WORK ORDER:
Where does the word "impl" occur in the entries below? Copy every line that has it.

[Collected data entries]
════════════════
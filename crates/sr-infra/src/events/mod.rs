mod watch;

pub use watch::{StoreUpdate, WatchStoreEvents};
use thiserror::Error;

use crate::book::BookId;

#[derive(Debug, Error)]
pub enum CatalogSourceError {
    #[error("dataset unavailable: {0}")]
    Unavailable(String),

    #[error("dataset malformed: {0}")]
    Malformed(String),
}

#[derive(Debug, Error)]
pub enum SelectionError {
    #[error("reference book {0} is not among the candidates")]
    ReferenceMissing(BookId),

    #[error("selection failed: {0}")]
    Failed(String),
}
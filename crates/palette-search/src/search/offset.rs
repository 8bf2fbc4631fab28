//! Nearest color plus the best-aligned offset color.

use super::{nearest_index, Bracket, SearchError};
use crate::space::Vec3;

/// Pick the nearest point as `color_a`, then the point lying most nearly in
/// the direction of the target as seen from `color_a`.
///
/// The blend is the target's projection onto the `a -> b` direction divided
/// by the `a -> b` distance. It leaves 0..=1 when the target sits outside the
/// segment's cone.
pub fn find_closest_and_offset(points: &[Vec3], target: Vec3) -> Result<Bracket, SearchError> {
    let ia = nearest_index(points, target)?;
    let a = points[ia];

    // A target sitting exactly on `a` has no direction to follow
    let Some(toward_target) = (target - a).try_normalize() else {
        return Ok(Bracket::collapsed(points, ia));
    };

    let mut best_dist = f32::MAX;
    let mut best = None;
    for (i, &point) in points.iter().enumerate() {
        // Points coincident with `a` have no direction either
        let Some(offset) = (point - a).try_normalize() else {
            continue;
        };
        let dist = toward_target.distance(offset);
        if dist < best_dist {
            best_dist = dist;
            best = Some((i, offset));
        }
    }

    let Some((ib, toward_b)) = best else {
        return Ok(Bracket::collapsed(points, ia));
    };

    let cos = toward_target.dot(toward_b);
    let blend = ((target - a).length() * cos) / (points[ib] - a).length();
    Ok(Bracket::new(points, ia, ib, blend))
}
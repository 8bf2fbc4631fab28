//! CIE XYZ (D65, 2° observer) from 8-bit sRGB.
//!
//! Tristimulus values are on the 0..100 scale (white Y = 100).

use crate::color::Srgb;

/// sRGB primaries to XYZ, rows X, Y, Z.
pub(crate) const SRGB_TO_XYZ: [[f32; 3]; 3] = [
    [0.4124, 0.3576, 0.1805],
    [0.2126, 0.7152, 0.0722],
    [0.0193, 0.1192, 0.9505],
];

/// Inverse of [`SRGB_TO_XYZ`], rows R, G, B.
pub(crate) const XYZ_TO_SRGB: [[f32; 3]; 3] = [
    [3.2406, -1.5372, -0.4986],
    [-0.9689, 1.8758, 0.0415],
    [0.0557, -0.2040, 1.0570],
];

const DECODE_THRESHOLD: f32 = 0.04045;
const ENCODE_THRESHOLD: f32 = 0.0031308;

#[derive(Debug, Clone, Copy, PartialEq)]
pub struct Xyz {
    pub x: f32,
    pub y: f32,
    pub z: f32,
}

fn decode_channel(byte: u8) -> f32 {
    let c = byte as f32 / 255.0;
    let linear = if c > DECODE_THRESHOLD {
        ((c + 0.055) / 1.055).powf(2.4)
    } else {
        c / 12.92
    };
    linear * 100.0
}

fn encode_channel(linear: f32) -> u8 {
    let c = if linear > ENCODE_THRESHOLD {
        1.055 * linear.powf(1.0 / 2.4) - 0.055
    } else {
        12.92 * linear
    };
    // Truncates toward zero; `as` saturates out-of-range and maps NaN to 0
    (c * 255.0) as u8
}

fn mul(matrix: &[[f32; 3]; 3], v: [f32; 3]) -> [f32; 3] {
    let row = |r: &[f32; 3]| r[0] * v[0] + r[1] * v[1] + r[2] * v[2];
    [row(&matrix[0]), row(&matrix[1]), row(&matrix[2])]
}

impl Xyz {
    #[inline]
    pub fn new(x: f32, y: f32, z: f32) -> Self {
        Self { x, y, z }
    }

    /// Convert back to opaque 8-bit sRGB.
    ///
    /// Channels are truncated, not rounded, so a round trip through XYZ may
    /// lose one code value.
    pub fn to_srgb(self) -> Srgb {
        let [r, g, b] = mul(
            &XYZ_TO_SRGB,
            [self.x / 100.0, self.y / 100.0, self.z / 100.0],
        );
        Srgb::new(encode_channel(r), encode_channel(g), encode_channel(b))
    }
}

impl From<Srgb> for Xyz {
    /// Alpha is ignored.
    fn from(srgb: Srgb) -> Self {
        let linear = [
            decode_channel(srgb.r),
            decode_channel(srgb.g),
            decode_channel(srgb.b),
        ];
        let [x, y, z] = mul(&SRGB_TO_XYZ, linear);
        Self { x, y, z }
    }
}
//! Error type for palette loading

use std::fmt;
use std::io;

/// Error returned when a palette file cannot be loaded.
#[derive(Debug)]
pub enum PaletteError {
    /// The file could not be read
    Io(io::Error),
    /// The content has no non-blank lines
    EmptyContent,
}

impl From<io::Error> for PaletteError {
    fn from(err: io::Error) -> Self {
        PaletteError::Io(err)
    }
}

impl fmt::Display for PaletteError {
    fn fmt(&self, f: &mut fmt::Formatter<'_>) -> fmt::Result {
        match self {
            PaletteError::Io(err) => write!(f, "cannot read palette file: {}", err),
            PaletteError::EmptyContent => write!(f, "palette file is empty"),
        }
    }
}

impl std::error::Error for PaletteError {
    fn source(&self) -> Option<&(dyn std::error::Error + 'static)> {
        match self {
            PaletteError::Io(err) => Some(err),
            PaletteError::EmptyContent => None,
        }
    }
}
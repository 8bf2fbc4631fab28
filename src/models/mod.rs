pub mod config;
pub mod report;

pub use config::{AppConfig, SearchConfig};
pub use report::{MatchReport, PaletteReport};
//! Ordered, deduplicated color palette.

use super::format::PaletteFormat;
use crate::color::LinearColor;

/// An ordered set of colors with a display name.
///
/// Colors keep insertion order; a color equal to one already present is
/// dropped. Palettes read from a file also record the detected
/// [`PaletteFormat`].
///
/// # Example
///
/// ```
/// use palette_search::{LinearColor, Palette};
///
/// let palette = Palette::from_colors(
///     "mono",
///     [LinearColor::BLACK, LinearColor::WHITE, LinearColor::BLACK],
/// );
/// assert_eq!(palette.len(), 2);
/// assert_eq!(palette.name(), "mono");
/// ```
#[derive(Debug, Clone, PartialEq, Default)]
pub struct Palette {
    name: String,
    colors: Vec<LinearColor>,
    format: Option<PaletteFormat>,
}

impl Palette {
    /// Build a palette from colors in memory.
    pub fn from_colors<I>(name: impl Into<String>, colors: I) -> Self
    where
        I: IntoIterator<Item = LinearColor>,
    {
        let mut palette = Self::named(name, None);
        palette.extend(colors);
        palette
    }

    pub(crate) fn named(name: impl Into<String>, format: Option<PaletteFormat>) -> Self {
        Self {
            name: name.into(),
            colors: Vec::new(),
            format,
        }
    }

    /// Append `color` unless an equal color is already present. Returns
    /// whether it was added.
    pub(crate) fn insert(&mut self, color: LinearColor) -> bool {
        // Palettes are tens of colors; a scan keeps exact f32 equality
        if self.colors.contains(&color) {
            return false;
        }
        self.colors.push(color);
        true
    }

    pub(crate) fn set_name(&mut self, name: impl Into<String>) {
        self.name = name.into();
    }

    pub fn name(&self) -> &str {
        &self.name
    }

    pub fn colors(&self) -> &[LinearColor] {
        &self.colors
    }

    pub fn iter(&self) -> std::slice::Iter<'_, LinearColor> {
        self.colors.iter()
    }

    pub fn len(&self) -> usize {
        self.colors.len()
    }

    pub fn is_empty(&self) -> bool {
        self.colors.is_empty()
    }

    /// The format the palette was parsed from; `None` for palettes built
    /// with [`Palette::from_colors`].
    pub fn format(&self) -> Option<PaletteFormat> {
        self.format
    }
}

impl Extend<LinearColor> for Palette {
    fn extend<T: IntoIterator<Item = LinearColor>>(&mut self, iter: T) {
        for color in iter {
            self.insert(color);
        }
    }
}

impl<'a> IntoIterator for &'a Palette {
    type Item = &'a LinearColor;
    type IntoIter = std::slice::Iter<'a, LinearColor>;

    fn into_iter(self) -> Self::IntoIter {
        self.iter()
    }
}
════════════════
SOLUTION:
impl Xyz {
impl From<Srgb> for Xyz {
impl From<io::Error> for PaletteError {
impl fmt::Display for PaletteError {
impl std::error::Error for PaletteError {
impl Palette {
    pub fn from_colors<I>(name: impl Into<String>, colors: I) -> Self
    pub(crate) fn named(name: impl Into<String>, format: Option<PaletteFormat>) -> Self {
    pub(crate) fn set_name(&mut self, name: impl Into<String>) {
impl Extend<LinearColor> for Palette {
impl<'a> IntoIterator for &'a Palette {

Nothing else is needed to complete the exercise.